- Born: February 23, 1888 Dubuque, Iowa, U.S.
- Died: May 27, 1946 (aged 58) Winnetka, Illinois, U.S.
- Resting place: Graceland Cemetery, Chicago, Illinois, U.S.
- Education: University of Minnesota (B.S.)
- Occupation: Business executive
- Known for: Named partner, Booz Allen Hamilton
- Spouse: Marjorie Atwood
- Children: 2

= Carl L. Hamilton =

American businessman

Carl Lewis Hamilton (February 23, 1888 – May 27, 1946) was an American businessman. He is most notable for his work as a senior executive of the Weyerhaeuser wood products company and a named partner of the Booz Allen Hamilton management and information technology consulting firm.

==Biography==
Carl Lewis Hamilton was born in Dubuque, Iowa on February 23, 1888, the son of Dr. Charles H. Hamilton and Mathilda Heberling (Lewis) Hamilton. He graduated from Dubuque High School in 1906, from the University of Minnesota with a Bachelor of Science degree in forestry in 1911. During his time in college, Hamilton worked as an agent for a West Virginia timber, land, and rock company. In the years immediately following his graduation, he was the general sales manager for a Minnesota lumber distributor, and manager for a lumber company with operations in Costa Rica.

In 1915, Hamilton joined Weyerhaeuser. Originally the general manager of the Weyerhaeuser Forest Products subsidiary, he advanced through the ranks to become vice president and general manager of the Weyerhaeuser General Timber Service Company.

Hamilton joined Booz & Fry Surveys as a partner in 1935. During World War II, Hamilton led Booz & Fry's successful effort to obtain management services work in the defense industry, including personnel management for the United States Cartridge Company in St. Louis.

Hamilton's most lasting legacy at Booz, Allen & Hamilton was the creation and implementation of the company's initial code of ethics. His effort to codify the importance of corporate integrity and fair behavior was one of the first adopted by a U.S. corporation, and became a model that many other businesses emulated.

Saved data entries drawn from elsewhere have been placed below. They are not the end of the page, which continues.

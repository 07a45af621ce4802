mod common;

use std::time::{Duration, Instant};

use buildchem::content::seed;
use buildchem::schedule::TimerQueue;
use buildchem::ui::app::{App, PreviewSettings};
use buildchem::ui::home::{Section, HERO_TITLE};
use buildchem::ui::render;
use crossterm::event::{KeyCode, KeyEvent, KeyModifiers};
use ratatui::backend::TestBackend;
use ratatui::Terminal;

const COLS: u16 = 120;
const ROWS: u16 = 40;

fn preview_app() -> App {
    let mut app = App::new(
        PreviewSettings::default(),
        TimerQueue::manual(),
        seed::demo_categories(),
    );
    app.on_resize(COLS, ROWS);
    app
}

fn screen(app: &App, now: Instant) -> String {
    let mut terminal = Terminal::new(TestBackend::new(COLS, ROWS)).unwrap();
    terminal
        .draw(|frame| render::draw(frame, app, now))
        .unwrap();
    terminal
        .backend()
        .buffer()
        .content
        .iter()
        .map(|cell| cell.symbol())
        .collect()
}

#[test]
fn header_is_drawn_before_anything_reveals() {
    let app = preview_app();
    let text = screen(&app, Instant::now());
    assert!(text.contains("BuildChem Pro"));
    assert!(!text.contains("Our Product Categories"));
}

#[test]
fn visible_sections_reveal_after_their_delay() {
    let mut app = preview_app();
    let now = Instant::now();
    app.advance(Duration::from_millis(200), now);

    let text = screen(&app, now + Duration::from_secs(2));
    assert!(text.contains(&HERO_TITLE[..20]));
    assert!(text.contains("Our Product Categories"));
    assert!(text.contains("Adhesive Solutions"));
    assert!(text.contains("1 / 2"));
}

#[test]
fn offscreen_sections_stay_hidden() {
    let mut app = preview_app();
    let now = Instant::now();
    app.advance(Duration::from_secs(1), now);
    assert!(!app.reveal_style(Section::CallToAction, now).is_settled());

    let text = screen(&app, now + Duration::from_secs(2));
    assert!(!text.contains("Ready to start your project?"));
}

#[test]
fn products_dropdown_lists_categories() {
    let mut app = preview_app();
    app.on_key(KeyEvent::new(KeyCode::Char('p'), KeyModifiers::NONE));
    assert!(app.dropdown().is_open());

    let text = screen(&app, Instant::now());
    assert!(text.contains("Products"));
    assert!(text.contains("Roofing Solutions"));
}

#[test]
fn autoplay_moves_the_category_window() {
    let mut app = preview_app();
    let now = Instant::now();
    assert_eq!(app.categories_view().max_index, 1);

    app.advance(Duration::from_millis(4000), now);
    assert_eq!(app.categories().current_index(), 1);
    app.advance(Duration::from_millis(4000), now);
    assert_eq!(app.categories().current_index(), 0);
}
use crate::ui::mvi::Reducer;

use super::intent::RevealIntent;
use super::state::RevealState;

pub struct RevealReducer;

impl Reducer for RevealReducer {
    type State = RevealState;
    type Intent = RevealIntent;

    fn reduce(state: Self::State, intent: Self::Intent) -> Self::State {
        match (state, intent) {
            (RevealState::Revealed, _) => RevealState::Revealed,
            (RevealState::Idle, RevealIntent::Observed) => RevealState::Observing,
            (_, RevealIntent::ObserverUnavailable) => RevealState::Revealed,
            (
                RevealState::Observing,
                RevealIntent::Intersection {
                    is_intersecting: true,
                },
            ) => RevealState::Triggered,
            (RevealState::Triggered, RevealIntent::DelayElapsed) => RevealState::Revealed,
            (other, _) => other,
        }
    }
}
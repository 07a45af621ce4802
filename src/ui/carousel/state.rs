//! State and render snapshot for the carousel.

use serde::Serialize;

use crate::ui::mvi::UiState;

/// Lifecycle of a carousel.
#[derive(Debug, Clone, Copy, PartialEq, Eq, Default, Serialize)]
#[serde(rename_all = "snake_case")]
pub enum CarouselPhase {
    /// Items have not been delivered yet. Render a skeleton.
    #[default]
    Loading,
    /// Items delivered, none to show. Render the empty-state message.
    Empty,
    /// Everything fits in one view. No autoplay, no controls.
    Static,
    /// More items than fit in one view. Autoplay and controls active.
    Carousel,
}

/// Carousel state over an ordered item collection.
#[derive(Debug, Clone, PartialEq)]
pub struct CarouselState<T> {
    pub(super) items: Option<Vec<T>>,
    pub(super) items_per_view: usize,
    pub(super) current_index: usize,
    pub(super) paused: bool,
}

impl<T> Default for CarouselState<T> {
    fn default() -> Self {
        Self {
            items: None,
            items_per_view: 1,
            current_index: 0,
            paused: false,
        }
    }
}

impl<T: Clone + PartialEq + Send + 'static> UiState for CarouselState<T> {}

impl<T> CarouselState<T> {
    pub fn new(items_per_view: usize) -> Self {
        Self {
            items_per_view: items_per_view.max(1),
            ..Self::default()
        }
    }

    pub fn phase(&self) -> CarouselPhase {
        match &self.items {
            None => CarouselPhase::Loading,
            Some(items) if items.is_empty() => CarouselPhase::Empty,
            Some(items) if items.len() <= self.items_per_view => CarouselPhase::Static,
            Some(_) => CarouselPhase::Carousel,
        }
    }

    pub fn items(&self) -> &[T] {
        self.items.as_deref().unwrap_or(&[])
    }

    pub fn len(&self) -> usize {
        self.items().len()
    }

    pub fn is_empty(&self) -> bool {
        self.items().is_empty()
    }

    pub fn items_per_view(&self) -> usize {
        self.items_per_view
    }

    pub fn current_index(&self) -> usize {
        self.current_index
    }

    pub fn is_paused(&self) -> bool {
        self.paused
    }

    /// Largest valid `current_index`: `max(0, len - items_per_view)`.
    pub fn max_index(&self) -> usize {
        self.len().saturating_sub(self.items_per_view)
    }

    pub fn auto_advance_enabled(&self) -> bool {
        self.phase() == CarouselPhase::Carousel
    }

    /// Track translation as a fraction of the track: `current_index / len`.
    pub fn offset_fraction(&self) -> f64 {
        match self.len() {
            0 => 0.0,
            len => self.current_index as f64 / len as f64,
        }
    }

    /// Track width in multiples of the viewport width: `len / items_per_view`.
    pub fn track_extent(&self) -> f64 {
        self.len() as f64 / self.items_per_view as f64
    }

    /// Share of the track taken by one item: `1 / len`.
    pub fn item_fraction(&self) -> f64 {
        match self.len() {
            0 => 0.0,
            len => 1.0 / len as f64,
        }
    }

    /// Items inside the visible window.
    pub fn visible_items(&self) -> &[T] {
        let items = self.items();
        let start = self.current_index.min(items.len());
        let end = (start + self.items_per_view).min(items.len());
        &items[start..end]
    }

    /// Item at `current_index + offset`, wrapping around both ends.
    /// Used by single-item rotators to show their neighbours.
    pub fn wrapped(&self, offset: isize) -> Option<&T> {
        let items = self.items();
        if items.is_empty() {
            return None;
        }
        let len = items.len() as isize;
        let index = (self.current_index as isize + offset).rem_euclid(len);
        items.get(index as usize)
    }

    pub fn can_go_previous(&self) -> bool {
        self.current_index > 0
    }

    pub fn can_go_next(&self) -> bool {
        self.current_index < self.max_index()
    }

    /// Data-level render snapshot.
    pub fn view(&self) -> CarouselView {
        let phase = self.phase();
        let show_controls = phase == CarouselPhase::Carousel;
        let max_index = self.max_index();
        let dots = if show_controls {
            (0..=max_index)
                .map(|index| Dot {
                    index,
                    active: index == self.current_index,
                })
                .collect()
        } else {
            Vec::new()
        };

        CarouselView {
            phase,
            item_count: self.len(),
            items_per_view: self.items_per_view,
            current_index: self.current_index,
            max_index,
            offset_fraction: self.offset_fraction(),
            track_extent: self.track_extent(),
            item_fraction: self.item_fraction(),
            dots,
            show_controls,
            previous_enabled: show_controls && self.can_go_previous(),
            next_enabled: show_controls && self.can_go_next(),
            paused: self.paused,
            position_label: show_controls
                .then(|| format!("{} / {}", self.current_index + 1, max_index + 1)),
        }
    }
}

/// One dot indicator.
#[derive(Debug, Clone, Copy, PartialEq, Eq, Serialize)]
pub struct Dot {
    pub index: usize,
    pub active: bool,
}

/// Immutable snapshot handed to renderers and subscribers.
#[derive(Debug, Clone, PartialEq, Serialize)]
pub struct CarouselView {
    pub phase: CarouselPhase,
    pub item_count: usize,
    pub items_per_view: usize,
    pub current_index: usize,
    pub max_index: usize,
    pub offset_fraction: f64,
    pub track_extent: f64,
    pub item_fraction: f64,
    pub dots: Vec<Dot>,
    pub show_controls: bool,
    pub previous_enabled: bool,
    pub next_enabled: bool,
    pub paused: bool,
    pub position_label: Option<String>,
}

During Hamilton's tenure, the Booz & Fry company became first Booz, Fry, Allen & Hamilton. After George Fry left the company in 1942, it became Booz, Allen & Hamilton. In the mid 1970s, the company was renamed as Booz Allen Hamilton.

==Death and burial==
Hamilton died of a heart attack at his home in Winnetka, Illinois, on May 27, 1946. He was buried at Graceland Cemetery in Chicago.

==Family==
Hamilton was the husband of Marjorie Atwood. They were the parents of son Charles (1917–1995) and daughter Marjorie (b. 1918), the wife of William Noble Lane (1917–1978).

==Sources==
===Books===
- Lewis, Morgan Milton (1903). "Genealogical and Biographical Record of the Lewis and Grisell Families"
- White, James Terry (1948). "The National Cyclopedia of American Biography"

===News sites===
- "Executive Profile: Carl Hamilton"

===Internet===
- "Meet Carl: Founding Name Partner"
- "List of Deals: Booz, Allen & Hamilton, Inc."
- "Carl Lewis Hamilton in the Illinois Deaths and Stillbirths Index, 1916-1947" (1946)

===Newspapers===
- "Obituary, Carl L. Hamilton" (1946)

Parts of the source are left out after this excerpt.